=== Problem requirements ===
Every line of the records below from the line with "(maior prefixo primeiro)." up to and including the line with "Palavras com mais" must be reproduced exactly, and no line outside that range.

(Data for review Opens)

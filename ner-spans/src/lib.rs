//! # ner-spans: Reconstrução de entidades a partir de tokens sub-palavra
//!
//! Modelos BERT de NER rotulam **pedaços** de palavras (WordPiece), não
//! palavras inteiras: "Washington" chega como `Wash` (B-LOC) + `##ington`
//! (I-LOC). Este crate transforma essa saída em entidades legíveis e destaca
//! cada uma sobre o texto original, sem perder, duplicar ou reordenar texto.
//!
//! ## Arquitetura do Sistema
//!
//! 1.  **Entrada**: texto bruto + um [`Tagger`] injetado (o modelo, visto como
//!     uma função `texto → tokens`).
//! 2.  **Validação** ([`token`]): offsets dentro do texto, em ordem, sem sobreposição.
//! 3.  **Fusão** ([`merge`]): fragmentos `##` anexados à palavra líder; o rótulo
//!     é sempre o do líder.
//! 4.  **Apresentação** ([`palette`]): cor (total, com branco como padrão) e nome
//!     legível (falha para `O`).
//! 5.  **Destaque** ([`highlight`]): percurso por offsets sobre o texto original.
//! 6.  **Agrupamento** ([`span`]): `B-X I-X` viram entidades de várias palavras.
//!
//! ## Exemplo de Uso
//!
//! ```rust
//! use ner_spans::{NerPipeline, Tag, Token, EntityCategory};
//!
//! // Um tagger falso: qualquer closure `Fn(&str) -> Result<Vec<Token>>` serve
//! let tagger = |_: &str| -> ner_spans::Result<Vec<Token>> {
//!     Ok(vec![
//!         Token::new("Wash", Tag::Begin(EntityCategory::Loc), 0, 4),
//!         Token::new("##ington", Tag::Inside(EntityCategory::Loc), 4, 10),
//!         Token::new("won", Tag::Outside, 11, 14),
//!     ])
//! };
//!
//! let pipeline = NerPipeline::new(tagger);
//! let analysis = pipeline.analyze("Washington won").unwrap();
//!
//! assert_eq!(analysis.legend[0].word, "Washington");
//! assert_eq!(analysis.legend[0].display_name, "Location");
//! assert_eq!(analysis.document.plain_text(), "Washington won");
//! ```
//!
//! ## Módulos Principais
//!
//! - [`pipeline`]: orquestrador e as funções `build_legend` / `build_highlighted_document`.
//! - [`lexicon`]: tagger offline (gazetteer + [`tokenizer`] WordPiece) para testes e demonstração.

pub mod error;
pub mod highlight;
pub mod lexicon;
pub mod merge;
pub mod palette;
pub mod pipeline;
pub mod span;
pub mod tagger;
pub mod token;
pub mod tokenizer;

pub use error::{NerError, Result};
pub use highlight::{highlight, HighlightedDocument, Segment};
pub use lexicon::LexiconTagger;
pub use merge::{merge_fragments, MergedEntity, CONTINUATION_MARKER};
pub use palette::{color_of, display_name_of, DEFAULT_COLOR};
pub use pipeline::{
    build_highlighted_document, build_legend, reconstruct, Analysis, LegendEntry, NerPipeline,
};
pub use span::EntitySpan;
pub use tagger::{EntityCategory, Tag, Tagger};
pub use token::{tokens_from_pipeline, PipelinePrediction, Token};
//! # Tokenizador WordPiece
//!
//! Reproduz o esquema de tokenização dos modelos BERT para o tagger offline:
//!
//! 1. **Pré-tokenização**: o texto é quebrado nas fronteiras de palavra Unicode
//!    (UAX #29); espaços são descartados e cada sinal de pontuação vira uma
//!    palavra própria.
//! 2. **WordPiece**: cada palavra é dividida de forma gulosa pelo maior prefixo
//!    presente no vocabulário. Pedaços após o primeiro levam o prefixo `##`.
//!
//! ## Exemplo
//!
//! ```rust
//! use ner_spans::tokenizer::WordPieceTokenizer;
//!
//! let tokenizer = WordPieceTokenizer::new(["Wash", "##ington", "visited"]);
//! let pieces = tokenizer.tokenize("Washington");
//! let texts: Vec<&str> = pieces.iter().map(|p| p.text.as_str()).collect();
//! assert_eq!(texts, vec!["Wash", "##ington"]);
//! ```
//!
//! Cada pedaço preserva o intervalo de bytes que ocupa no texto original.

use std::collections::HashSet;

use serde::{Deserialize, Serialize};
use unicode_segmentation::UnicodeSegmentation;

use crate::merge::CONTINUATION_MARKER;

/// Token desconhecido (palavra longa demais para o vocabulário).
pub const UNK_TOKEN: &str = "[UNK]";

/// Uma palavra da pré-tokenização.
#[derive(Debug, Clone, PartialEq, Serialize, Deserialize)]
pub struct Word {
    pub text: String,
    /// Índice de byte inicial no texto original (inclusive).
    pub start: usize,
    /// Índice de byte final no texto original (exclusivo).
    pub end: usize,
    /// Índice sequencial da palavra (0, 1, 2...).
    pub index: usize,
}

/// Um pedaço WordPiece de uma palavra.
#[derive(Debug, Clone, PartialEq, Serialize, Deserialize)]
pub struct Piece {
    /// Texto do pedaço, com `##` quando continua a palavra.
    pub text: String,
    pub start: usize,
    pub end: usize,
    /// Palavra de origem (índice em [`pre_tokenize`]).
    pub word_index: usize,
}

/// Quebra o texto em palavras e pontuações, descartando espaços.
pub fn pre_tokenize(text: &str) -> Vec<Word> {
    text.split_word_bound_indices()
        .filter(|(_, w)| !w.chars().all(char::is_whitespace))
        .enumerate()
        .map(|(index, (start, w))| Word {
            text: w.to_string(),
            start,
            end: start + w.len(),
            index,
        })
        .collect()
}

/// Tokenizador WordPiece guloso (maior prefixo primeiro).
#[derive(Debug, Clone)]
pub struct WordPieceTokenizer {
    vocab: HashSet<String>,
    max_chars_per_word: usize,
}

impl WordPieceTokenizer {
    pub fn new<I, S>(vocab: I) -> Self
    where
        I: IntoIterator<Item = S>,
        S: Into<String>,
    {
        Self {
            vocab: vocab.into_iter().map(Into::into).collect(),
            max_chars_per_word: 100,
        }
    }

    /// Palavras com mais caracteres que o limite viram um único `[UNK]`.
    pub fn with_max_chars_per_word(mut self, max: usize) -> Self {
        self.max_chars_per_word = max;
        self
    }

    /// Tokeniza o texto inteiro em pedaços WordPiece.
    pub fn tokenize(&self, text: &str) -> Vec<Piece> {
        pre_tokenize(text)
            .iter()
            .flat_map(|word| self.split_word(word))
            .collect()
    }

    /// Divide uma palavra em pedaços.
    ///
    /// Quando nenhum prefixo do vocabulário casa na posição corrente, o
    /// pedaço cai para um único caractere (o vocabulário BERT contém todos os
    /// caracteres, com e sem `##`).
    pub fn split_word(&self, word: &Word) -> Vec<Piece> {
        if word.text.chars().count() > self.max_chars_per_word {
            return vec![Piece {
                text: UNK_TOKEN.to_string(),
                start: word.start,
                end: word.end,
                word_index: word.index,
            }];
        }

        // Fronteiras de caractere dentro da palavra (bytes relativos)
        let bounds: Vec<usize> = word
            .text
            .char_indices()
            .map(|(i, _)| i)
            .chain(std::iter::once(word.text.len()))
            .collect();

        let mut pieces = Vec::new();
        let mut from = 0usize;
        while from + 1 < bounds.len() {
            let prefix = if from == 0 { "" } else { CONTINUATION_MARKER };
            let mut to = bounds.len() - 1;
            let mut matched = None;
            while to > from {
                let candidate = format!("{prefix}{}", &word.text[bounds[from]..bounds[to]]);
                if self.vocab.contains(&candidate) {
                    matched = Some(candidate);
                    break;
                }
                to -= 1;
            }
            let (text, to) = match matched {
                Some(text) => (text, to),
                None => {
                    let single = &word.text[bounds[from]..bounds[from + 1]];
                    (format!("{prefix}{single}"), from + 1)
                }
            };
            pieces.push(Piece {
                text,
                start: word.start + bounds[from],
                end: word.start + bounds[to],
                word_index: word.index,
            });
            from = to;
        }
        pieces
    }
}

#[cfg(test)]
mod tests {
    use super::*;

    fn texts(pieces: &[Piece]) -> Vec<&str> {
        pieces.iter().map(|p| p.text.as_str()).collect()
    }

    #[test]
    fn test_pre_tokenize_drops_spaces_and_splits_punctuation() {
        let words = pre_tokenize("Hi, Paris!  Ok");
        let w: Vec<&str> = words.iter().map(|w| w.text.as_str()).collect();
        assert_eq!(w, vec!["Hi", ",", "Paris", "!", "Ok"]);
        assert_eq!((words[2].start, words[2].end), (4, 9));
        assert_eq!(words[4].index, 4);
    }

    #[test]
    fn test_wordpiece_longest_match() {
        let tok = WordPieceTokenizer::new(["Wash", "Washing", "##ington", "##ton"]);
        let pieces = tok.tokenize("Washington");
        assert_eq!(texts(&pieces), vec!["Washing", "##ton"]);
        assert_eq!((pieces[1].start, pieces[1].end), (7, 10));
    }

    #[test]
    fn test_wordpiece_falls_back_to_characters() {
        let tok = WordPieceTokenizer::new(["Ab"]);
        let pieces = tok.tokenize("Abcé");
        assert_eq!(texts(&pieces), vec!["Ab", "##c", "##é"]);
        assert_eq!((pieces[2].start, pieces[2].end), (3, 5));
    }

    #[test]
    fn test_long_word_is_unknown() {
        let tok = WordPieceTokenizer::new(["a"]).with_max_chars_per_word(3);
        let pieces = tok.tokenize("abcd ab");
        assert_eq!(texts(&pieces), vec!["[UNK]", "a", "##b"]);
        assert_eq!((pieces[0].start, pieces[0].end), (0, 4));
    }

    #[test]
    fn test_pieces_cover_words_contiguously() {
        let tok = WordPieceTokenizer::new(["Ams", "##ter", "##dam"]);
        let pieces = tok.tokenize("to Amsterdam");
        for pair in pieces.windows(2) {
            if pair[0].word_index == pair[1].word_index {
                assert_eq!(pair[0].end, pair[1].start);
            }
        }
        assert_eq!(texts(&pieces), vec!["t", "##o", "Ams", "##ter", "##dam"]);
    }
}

(Data for review Closes)

=== Solution for this task ===
/// Tokenizador WordPiece guloso (maior prefixo primeiro).
#[derive(Debug, Clone)]
pub struct WordPieceTokenizer {
    vocab: HashSet<String>,
    max_chars_per_word: usize,
}

impl WordPieceTokenizer {
    pub fn new<I, S>(vocab: I) -> Self
    where
        I: IntoIterator<Item = S>,
        S: Into<String>,
    {
        Self {
            vocab: vocab.into_iter().map(Into::into).collect(),
            max_chars_per_word: 100,
        }
    }

    /// Palavras com mais caracteres que o limite viram um único `[UNK]`.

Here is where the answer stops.